As part of our Executive Insights series, we speak with experienced leaders who operate at the intersection of business, risk, and transformation.

In this edition, we spoke with Claudius Bingel, Legal Counsel, about how compliance and legal risk are evolving across the DACH region—and where companies are most exposed today. 

His perspective reflects what many CEOs and General Counsels are currently facing: increasing regulatory pressure, fragmented ownership, and growing expectations driven by international business relationships. 

Where Compliance Risks Are Emerging Today

Question: Where do you currently see the biggest compliance and legal risks emerging for mid-sized to large companies in the DACH region?

Claudius Bingel:

“The biggest compliance risks in the DACH region are data governance, cyber readiness, sanctions, export controls, and the rapidly increasing governance expectations surrounding AI.

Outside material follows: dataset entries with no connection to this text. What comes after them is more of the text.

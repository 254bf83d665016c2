//! Snapshot storage implementation.

use crate::snapshot::{parse_archive_name, snapshot_file_name};
use crate::{Snapshot, SnapshotError, SnapshotResult};
use chrono::{DateTime, Duration, Local, NaiveDateTime};
use similar::{ChangeTag, TextDiff};
use std::future::Future;
use std::io::ErrorKind;
use std::path::{Component, Path, PathBuf};
use tokio::fs;
use tokio::io::AsyncWriteExt;
use tracing::{debug, info, warn};

/// Number of snapshots kept per (application, file) when nothing else is configured.
pub const DEFAULT_RETENTION: usize = 5;

/// Upper bound on how far a capture moves forward looking for a free slot.
const MAX_SLOT_PROBES: i64 = 3600;

/// Storage for archived file copies.
///
/// There is no index file; the directory listing is the source of truth:
/// ```text
/// root/
///   <app_name>/
///     <stem>_<YYYYMMDD_HHMMSS><ext>
/// ```
#[derive(Debug, Clone)]
pub struct SnapshotStore {
    root: PathBuf,
}

impl SnapshotStore {
    /// Open the archive rooted at `root`, creating it if needed.
    ///
    /// Failure here is fatal for the service: no snapshot could ever succeed.
    pub async fn new(root: PathBuf) -> SnapshotResult<Self> {
        fs::create_dir_all(&root)
            .await
            .map_err(|source| SnapshotError::ArchiveRootUnavailable {
                path: root.clone(),
                source,
            })?;

        debug!(root = %root.display(), "Snapshot archive ready");
        Ok(Self { root })
    }

    /// Root directory of the archive.
    pub fn root(&self) -> &Path {
        &self.root
    }

    /// Directory holding the snapshots of one application.
    pub fn namespace_dir(&self, app_name: &str) -> SnapshotResult<PathBuf> {
        validate_component(app_name)?;
        Ok(self.root.join(app_name))
    }

    /// Archive the current content of `source` under `app_name`.
    pub async fn capture(&self, source: &Path, app_name: &str) -> SnapshotResult<Snapshot> {
        self.capture_at(source, app_name, Local::now().naive_local())
            .await
    }

    /// Archive `source` as if captured at `captured_at`.
    ///
    /// Stamps of one file only move forward: a capture at or before the
    /// newest existing snapshot lands one second after it. When the slot for
    /// that second is already taken the capture moves to the next free
    /// second, so names stay unique and ordered.
    pub async fn capture_at(
        &self,
        source: &Path,
        app_name: &str,
        captured_at: NaiveDateTime,
    ) -> SnapshotResult<Snapshot> {
        let file_name = source
            .file_name()
            .and_then(|n| n.to_str())
            .ok_or_else(|| SnapshotError::InvalidName(source.display().to_string()))?
            .to_string();
        let dir = self.namespace_dir(app_name)?;

        let metadata = fs::metadata(source)
            .await
            .map_err(|e| SnapshotError::source_unavailable(source, e))?;
        if !metadata.is_file() {
            return Err(SnapshotError::source_unavailable(
                source,
                std::io::Error::new(ErrorKind::InvalidInput, "not a regular file"),
            ));
        }
        let content = fs::read(source)
            .await
            .map_err(|e| SnapshotError::source_unavailable(source, e))?;

        fs::create_dir_all(&dir)
            .await
            .map_err(|e| SnapshotError::destination_unwritable(&dir, e))?;

        let start = match self.list_snapshots(app_name, &file_name).await?.first() {
            Some(newest) if newest.captured_at >= captured_at => {
                debug!(
                    app = app_name,
                    file = %file_name,
                    clock = %captured_at,
                    newest = %newest.captured_at,
                    "Clock is behind the newest snapshot, stamping after it"
                );
                newest.captured_at + Duration::seconds(1)
            }
            _ => captured_at,
        };

        let (storage_path, captured_at, mut file) = claim_slot(&dir, &file_name, start).await?;

        let written = async {
            file.write_all(&content).await?;
            file.sync_all().await
        }
        .await;
        if let Err(e) = written {
            drop(file);
            if let Err(cleanup) = fs::remove_file(&storage_path).await {
                warn!(
                    path = %storage_path.display(),
                    "Failed to remove partial snapshot: {}", cleanup
                );
            }
            return Err(SnapshotError::destination_unwritable(&storage_path, e));
        }

        info!(
            app = app_name,
            source = %source.display(),
            snapshot = %storage_path.display(),
            "Captured snapshot"
        );

        Ok(Snapshot {
            app_name: app_name.to_string(),
            file_name,
            source_path: Some(source.to_path_buf()),
            captured_at,
            storage_path,
        })
    }

    /// List the snapshots of one file, newest first.
    ///
    /// Returns an empty list when the application has no archive yet.
    pub async fn list_snapshots(
        &self,
        app_name: &str,
        file_name: &str,
    ) -> SnapshotResult<Vec<Snapshot>> {
        let dir = self.namespace_dir(app_name)?;

        let mut entries = match fs::read_dir(&dir).await {
            Ok(entries) => entries,
            Err(e) if e.kind() == ErrorKind::NotFound => return Ok(Vec::new()),
            Err(e) => return Err(SnapshotError::source_unavailable(&dir, e)),
        };

        let mut snapshots = Vec::new();
        while let Some(entry) = entries
            .next_entry()
            .await
            .map_err(|e| SnapshotError::source_unavailable(&dir, e))?
        {
            let name = entry.file_name().to_string_lossy().into_owned();
            let Some((original, stamp)) = parse_archive_name(&name) else {
                continue;
            };
            if original != file_name {
                continue;
            }

            let metadata = match entry.metadata().await {
                Ok(metadata) if metadata.is_file() => metadata,
                Ok(_) => continue,
                Err(e) => {
                    warn!(path = %entry.path().display(), "Skipping unreadable snapshot: {}", e);
                    continue;
                }
            };

            let captured_at = match stamp {
                Some(stamp) => stamp,
                None => match metadata.modified() {
                    Ok(mtime) => DateTime::<Local>::from(mtime).naive_local(),
                    Err(e) => {
                        warn!(path = %entry.path().display(), "No usable capture time: {}", e);
                        continue;
                    }
                },
            };

            snapshots.push(Snapshot {
                app_name: app_name.to_string(),
                file_name: original,
                source_path: None,
                captured_at,
                storage_path: entry.path(),
            });
        }

        // Newest first; equal times fall back to the name so the order is stable
        snapshots.sort_by(|a, b| {
            b.captured_at
                .cmp(&a.captured_at)
                .then_with(|| b.archive_name().cmp(&a.archive_name()))
        });

        debug!(
            app = app_name,
            file = file_name,
            count = snapshots.len(),
            "Listed snapshots"
        );
        Ok(snapshots)
    }

    /// Delete all but the `retention` newest snapshots of one file.
    ///
    /// A failed deletion is logged and the remaining ones still run.
    /// Returns the number of snapshots deleted.
    pub async fn prune(
        &self,
        app_name: &str,
        file_name: &str,
        retention: usize,
    ) -> SnapshotResult<usize> {
        self.prune_with(app_name, file_name, retention, fs::remove_file)
            .await
    }

    async fn prune_with<F, Fut>(
        &self,
        app_name: &str,
        file_name: &str,
        retention: usize,
        remove: F,
    ) -> SnapshotResult<usize>
    where
        F: Fn(PathBuf) -> Fut,
        Fut: Future<Output = std::io::Result<()>>,
    {
        let snapshots = self.list_snapshots(app_name, file_name).await?;
        let mut deleted = 0;

        for snapshot in snapshots.iter().skip(retention) {
            match remove(snapshot.storage_path.clone()).await {
                Ok(()) => {
                    debug!(path = %snapshot.storage_path.display(), "Deleted old snapshot");
                    deleted += 1;
                }
                Err(e) if e.kind() == ErrorKind::NotFound => {}
                Err(e) => warn!(
                    path = %snapshot.storage_path.display(),
                    "Failed to delete old snapshot: {}",
                    e
                ),
            }
        }

        if deleted > 0 {
            info!(app = app_name, file = file_name, deleted, "Pruned snapshots");
        }
        Ok(deleted)
    }

    /// Copy a snapshot back to `destination`, replacing whatever is there.
    ///
    /// The archived copy itself is never modified.
    pub async fn restore(&self, snapshot: &Snapshot, destination: &Path) -> SnapshotResult<()> {
        let content = fs::read(&snapshot.storage_path)
            .await
            .map_err(|e| SnapshotError::source_unavailable(&snapshot.storage_path, e))?;

        if let Some(parent) = destination.parent().filter(|p| !p.as_os_str().is_empty()) {
            fs::create_dir_all(parent)
                .await
                .map_err(|e| SnapshotError::destination_unwritable(parent, e))?;
        }

        fs::write(destination, content)
            .await
            .map_err(|e| SnapshotError::destination_unwritable(destination, e))?;

        info!(
            snapshot = %snapshot.storage_path.display(),
            destination = %destination.display(),
            "Restored snapshot"
        );
        Ok(())
    }

    /// Names of every application that has an archive namespace.
    pub async fn applications(&self) -> SnapshotResult<Vec<String>> {
        let mut entries = fs::read_dir(&self.root)
            .await
            .map_err(|e| SnapshotError::source_unavailable(&self.root, e))?;

        let mut names = Vec::new();
        while let Some(entry) = entries
            .next_entry()
            .await
            .map_err(|e| SnapshotError::source_unavailable(&self.root, e))?
        {
            if entry.file_type().await.map(|t| t.is_dir()).unwrap_or(false) {
                names.push(entry.file_name().to_string_lossy().into_owned());
            }
        }
        names.sort();
        Ok(names)
    }

    /// Look up a stored snapshot by its archive name.
    pub async fn find(&self, app_name: &str, archive_name: &str) -> SnapshotResult<Snapshot> {
        validate_component(archive_name)?;
        let (file_name, stamp) = parse_archive_name(archive_name)
            .ok_or_else(|| SnapshotError::InvalidName(archive_name.to_string()))?;

        let storage_path = self.namespace_dir(app_name)?.join(archive_name);
        let metadata = match fs::metadata(&storage_path).await {
            Ok(metadata) if metadata.is_file() => metadata,
            _ => return Err(SnapshotError::not_found(format!("{app_name}/{archive_name}"))),
        };

        let captured_at = match stamp {
            Some(stamp) => stamp,
            None => metadata
                .modified()
                .map(|mtime| DateTime::<Local>::from(mtime).naive_local())
                .map_err(|e| SnapshotError::source_unavailable(&storage_path, e))?,
        };

        Ok(Snapshot {
            app_name: app_name.to_string(),
            file_name,
            source_path: None,
            captured_at,
            storage_path,
        })
    }

    /// Unified diff from a snapshot to the current content of `current`.
    ///
    /// Empty when nothing changed.
    pub async fn diff(&self, snapshot: &Snapshot, current: &Path) -> SnapshotResult<String> {
        let old_content = fs::read(&snapshot.storage_path)
            .await
            .map_err(|e| SnapshotError::source_unavailable(&snapshot.storage_path, e))?;
        let new_content = match fs::read(current).await {
            Ok(content) => content,
            Err(e) if e.kind() == ErrorKind::NotFound => Vec::new(),
            Err(e) => return Err(SnapshotError::source_unavailable(current, e)),
        };

        Ok(generate_diff(
            &String::from_utf8_lossy(&old_content),
            &String::from_utf8_lossy(&new_content),
            &snapshot.archive_name(),
            &current.display().to_string(),
        ))
    }
}

/// Reject names that would escape the archive directory.
fn validate_component(name: &str) -> SnapshotResult<()> {
    let mut components = Path::new(name).components();
    match (components.next(), components.next()) {
        (Some(Component::Normal(_)), None) => Ok(()),
        _ => Err(SnapshotError::InvalidName(name.to_string())),
    }
}

/// Create the archive file for the first free second at or after `captured_at`.
async fn claim_slot(
    dir: &Path,
    file_name: &str,
    captured_at: NaiveDateTime,
) -> SnapshotResult<(PathBuf, NaiveDateTime, fs::File)> {
    for offset in 0..MAX_SLOT_PROBES {
        let at = captured_at + Duration::seconds(offset);
        let path = dir.join(snapshot_file_name(file_name, at));

        match fs::OpenOptions::new()
            .write(true)
            .create_new(true)
            .open(&path)
            .await
        {
            Ok(file) => {
                if offset > 0 {
                    debug!(path = %path.display(), offset, "Snapshot slot moved forward");
                }
                return Ok((path, at, file));
            }
            Err(e) if e.kind() == ErrorKind::AlreadyExists => continue,
            Err(e) => return Err(SnapshotError::destination_unwritable(path, e)),
        }
    }

    Err(SnapshotError::destination_unwritable(
        dir,
        std::io::Error::new(ErrorKind::AlreadyExists, "no free snapshot slot"),
    ))
}

/// Generate a unified diff between two strings.
fn generate_diff(old: &str, new: &str, old_label: &str, new_label: &str) -> String {
    let diff = TextDiff::from_lines(old, new);
    let groups = diff.grouped_ops(3);
    let mut output = String::new();
    if groups.is_empty() {
        return output;
    }

    output.push_str(&format!("--- {old_label}\n"));
    output.push_str(&format!("+++ {new_label}\n"));

    for (idx, group) in groups.iter().enumerate() {
        if idx > 0 {
            output.push_str("...\n");
        }

        for op in group {
            for change in diff.iter_changes(op) {
                let sign = match change.tag() {
                    ChangeTag::Delete => "-",
                    ChangeTag::Insert => "+",
                    ChangeTag::Equal => " ",
                };

                output.push_str(sign);
                output.push_str(change.value());
                if !change.value().ends_with('\n') {
                    output.push('\n');
                }
            }
        }
    }

    output
}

In Switzerland, cyber pressure remains high. Even if a Swiss company is not directly regulated, the requirements are passed on through the supply chain, especially regarding AI, cybersecurity, and sustainability reporting.

For Swiss companies doing business with the EU, the practical risk is often not the first intervention by a Swiss regulator, but rather losing business because expectations regarding contracts, audits, and due diligence change faster than internal processes can adapt.”

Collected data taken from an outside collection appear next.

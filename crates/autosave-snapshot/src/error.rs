//! Snapshot error types.

use std::path::PathBuf;
use thiserror::Error;

/// Result type for snapshot operations.
pub type SnapshotResult<T> = Result<T, SnapshotError>;

/// Errors that can occur during snapshot operations.
#[derive(Debug, Error)]
pub enum SnapshotError {
    /// The file to archive (or the archived copy to restore from) could not be read.
    #[error("source unavailable: {}: {source}", path.display())]
    SourceUnavailable {
        path: PathBuf,
        #[source]
        source: std::io::Error,
    },

    /// The archive directory or the restore target could not be written.
    #[error("destination unwritable: {}: {source}", path.display())]
    DestinationUnwritable {
        path: PathBuf,
        #[source]
        source: std::io::Error,
    },

    /// The archive root itself could not be created. No capture can succeed.
    #[error("archive root unavailable: {}: {source}", path.display())]
    ArchiveRootUnavailable {
        path: PathBuf,
        #[source]
        source: std::io::Error,
    },

    /// Snapshot not found.
    #[error("snapshot not found: {0}")]
    NotFound(String),

    /// A file, snapshot or application name that cannot be used in the archive.
    #[error("invalid name: {0}")]
    InvalidName(String),
}

impl SnapshotError {
    pub(crate) fn source_unavailable(path: impl Into<PathBuf>, source: std::io::Error) -> Self {
        Self::SourceUnavailable {
            path: path.into(),
            source,
        }
    }

    pub(crate) fn destination_unwritable(
        path: impl Into<PathBuf>,
        source: std::io::Error,
    ) -> Self {
        Self::DestinationUnwritable {
            path: path.into(),
            source,
        }
    }

    /// Create a not found error.
    pub fn not_found(name: impl Into<String>) -> Self {
        Self::NotFound(name.into())
    }

    /// Whether the failure only affects the current cycle.
    ///
    /// Everything except a missing archive root is retried on the next
    /// poll tick or change event.
    pub fn is_recoverable(&self) -> bool {
        !matches!(self, Self::ArchiveRootUnavailable { .. })
    }
}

What Breaks Inside Organizations

Question: In your experience, what typically breaks down inside organizations when compliance requirements increase?

Claudius Bingel:

“Ownership is usually the first thing to break down. Everyone says compliance matters, but no one clearly owns the decision-making process, the budget, or the operational follow-through.

In SMEs in particular, legal, IT, HR, procurement, and sales each hold part of the risk. As requirements increase, handoffs fail, records become incomplete, and management is given a false sense of security by policies that are not actually embedded in the business.

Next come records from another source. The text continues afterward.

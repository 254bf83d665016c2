//! RAII timing for save cycles.
//!
//! ```rust,ignore
//! let _timing = TimingGuard::save(path.display().to_string());
//! // adapter save, capture, prune
//! // the duration is logged when `_timing` drops
//! ```

use std::time::{Duration, Instant};
use tracing::{debug, warn};

/// Cycles slower than this are logged as warnings.
pub const DEFAULT_SLOW_THRESHOLD: Duration = Duration::from_secs(10);

/// Logs how long an operation took when dropped.
///
/// Fast operations log at debug level; anything over the slow threshold
/// is a warning.
pub struct TimingGuard {
    operation: &'static str,
    subject: String,
    start: Instant,
    slow_after: Duration,
}

impl TimingGuard {
    pub fn new(operation: &'static str, subject: impl Into<String>) -> Self {
        Self {
            operation,
            subject: subject.into(),
            start: Instant::now(),
            slow_after: DEFAULT_SLOW_THRESHOLD,
        }
    }

    /// Guard for one save-capture-prune cycle of `path`.
    pub fn save(path: impl Into<String>) -> Self {
        Self::new("save", path)
    }

    /// Warn when the operation takes at least `threshold`.
    pub fn slow_after(mut self, threshold: Duration) -> Self {
        self.slow_after = threshold;
        self
    }

    pub fn elapsed(&self) -> Duration {
        self.start.elapsed()
    }

    fn is_slow(&self, elapsed: Duration) -> bool {
        elapsed >= self.slow_after
    }
}

impl Drop for TimingGuard {
    fn drop(&mut self) {
        let elapsed = self.start.elapsed();
        let duration_ms = elapsed.as_millis() as u64;

        if self.is_slow(elapsed) {
            warn!(
                operation = self.operation,
                subject = %self.subject,
                duration_ms,
                "Slow {} took {:.2}s",
                self.operation,
                elapsed.as_secs_f64()
            );
        } else {
            debug!(
                operation = self.operation,
                subject = %self.subject,
                duration_ms,
                "{} finished",
                self.operation
            );
        }
    }
}

#[cfg(test)]
mod tests {
    use super::*;
    use std::thread::sleep;

    #[test]
    fn test_measures_elapsed_time() {
        let guard = TimingGuard::save("/docs/a.txt");
        sleep(Duration::from_millis(10));
        assert!(guard.elapsed() >= Duration::from_millis(10));
    }

    #[test]
    fn test_slow_threshold() {
        let guard = TimingGuard::new("capture", "/docs/a.txt").slow_after(Duration::from_millis(5));
        assert!(!guard.is_slow(Duration::from_millis(1)));
        assert!(guard.is_slow(Duration::from_millis(5)));

        let default = TimingGuard::save("/docs/a.txt");
        assert!(!default.is_slow(Duration::from_secs(9)));
    }
}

The second breakdown occurs in documentation discipline. Companies often cannot demonstrate how they assessed risk, approved exceptions, trained staff, or monitored third parties.”

Interim Leadership vs External Counsel

Question: When companies face urgent regulatory change or investigations, what distinguishes effective interim legal leadership from external advisory support?

Claudius Bingel:

“Effective interim legal leadership is internal and makes real-time decisions.

External advisers are essential for specialist analysis, privilege strategy, and regulator-facing positions, but they typically do not oversee internal prioritization, stakeholder alignment, or day-to-day execution. 

A strong interim General Counsel or Head of Legal/Compliance creates a single control room where facts are gathered quickly, reporting lines are clear, and management receives decision-ready options rather than long memos.

In my experience, this internal leadership layer prevents regulatory stress from turning into organizational paralysis.”

What Companies Should Prepare for Now

Question: Looking ahead, what should CEOs and General Counsels prepare for in the next 12–24 months?

Claudius Bingel:

“Companies should prepare for more stringent expectations regarding AI governance, cyber incident management, data usage, sanctions screening, and cross-border customer due diligence.

Switzerland is taking a sector-based AI approach, while the EU continues refining the AI Act. Companies should not wait for perfect legal certainty before establishing governance.

I recommend three immediate steps:

• Map where AI and sensitive data are used 

• Test incident escalation and documentation procedures 

• Identify EU-driven obligations entering through contracts, tenders, and group policies 

Companies that avoid bottlenecks are not the ones with the longest rulebooks, but the ones that know their risk inventory, have designated owners, and can quickly produce evidence.”

Closing Perspective

What emerges clearly from this discussion is that compliance challenges are no longer primarily legal questions.

They are organizational execution challenges.

For many companies, the issue is not understanding regulatory requirements—but ensuring that ownership, coordination, and documentation hold under pressure.

This is where experienced, embedded leadership becomes critical.

About the Series

The Executive Insights series features conversations with senior leaders across industries, focusing on how companies navigate complexity, transformation, and risk in real operating environments.